**ACTIVITY:**
Repeat all of the data exactly. Leave nothing out.

**STORED DATA:**
>>>>>

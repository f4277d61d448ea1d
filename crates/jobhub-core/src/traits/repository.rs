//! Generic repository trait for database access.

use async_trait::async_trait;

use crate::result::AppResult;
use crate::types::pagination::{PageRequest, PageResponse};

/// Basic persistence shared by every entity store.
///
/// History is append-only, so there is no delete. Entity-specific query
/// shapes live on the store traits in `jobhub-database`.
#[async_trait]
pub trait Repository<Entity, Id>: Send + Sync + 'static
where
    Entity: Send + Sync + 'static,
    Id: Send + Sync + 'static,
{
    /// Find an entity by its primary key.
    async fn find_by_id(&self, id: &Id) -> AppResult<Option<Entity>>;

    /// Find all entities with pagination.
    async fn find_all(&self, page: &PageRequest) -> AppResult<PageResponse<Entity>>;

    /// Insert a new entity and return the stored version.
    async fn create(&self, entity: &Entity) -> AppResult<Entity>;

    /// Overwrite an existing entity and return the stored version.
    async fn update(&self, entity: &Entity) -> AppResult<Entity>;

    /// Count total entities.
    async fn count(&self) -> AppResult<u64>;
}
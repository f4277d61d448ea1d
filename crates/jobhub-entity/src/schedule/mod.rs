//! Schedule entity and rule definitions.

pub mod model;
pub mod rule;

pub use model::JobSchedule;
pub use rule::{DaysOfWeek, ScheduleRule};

<<<<<

**RESPONSE TO THE TASK:**
repository f4277d61d448ea1d
filename crates/jobhub-core/src/traits/repository.rs
//! Generic repository trait for database access.

use async_trait::async_trait;

use crate::result::AppResult;
use crate::types::pagination::{PageRequest, PageResponse};

/// Basic persistence shared by every entity store.
///
/// History is append-only, so there is no delete. Entity-specific query
/// shapes live on the store traits in `jobhub-database`.
#[async_trait]
pub trait Repository<Entity, Id>: Send + Sync + 'static
where
    Entity: Send + Sync + 'static,
    Id: Send + Sync + 'static,
{
    /// Find an entity by its primary key.
    async fn find_by_id(&self, id: &Id) -> AppResult<Option<Entity>>;

    /// Find all entities with pagination.
    async fn find_all(&self, page: &PageRequest) -> AppResult<PageResponse<Entity>>;

    /// Insert a new entity and return the stored version.
    async fn create(&self, entity: &Entity) -> AppResult<Entity>;

    /// Overwrite an existing entity and return the stored version.
    async fn update(&self, entity: &Entity) -> AppResult<Entity>;

    /// Count total entities.
    async fn count(&self) -> AppResult<u64>;
}
repository f4277d61d448ea1d
filename crates/jobhub-entity/src/schedule/mod.rs
//! Schedule entity and rule definitions.

pub mod model;
pub mod rule;

pub use model::JobSchedule;
pub use rule::{DaysOfWeek, ScheduleRule};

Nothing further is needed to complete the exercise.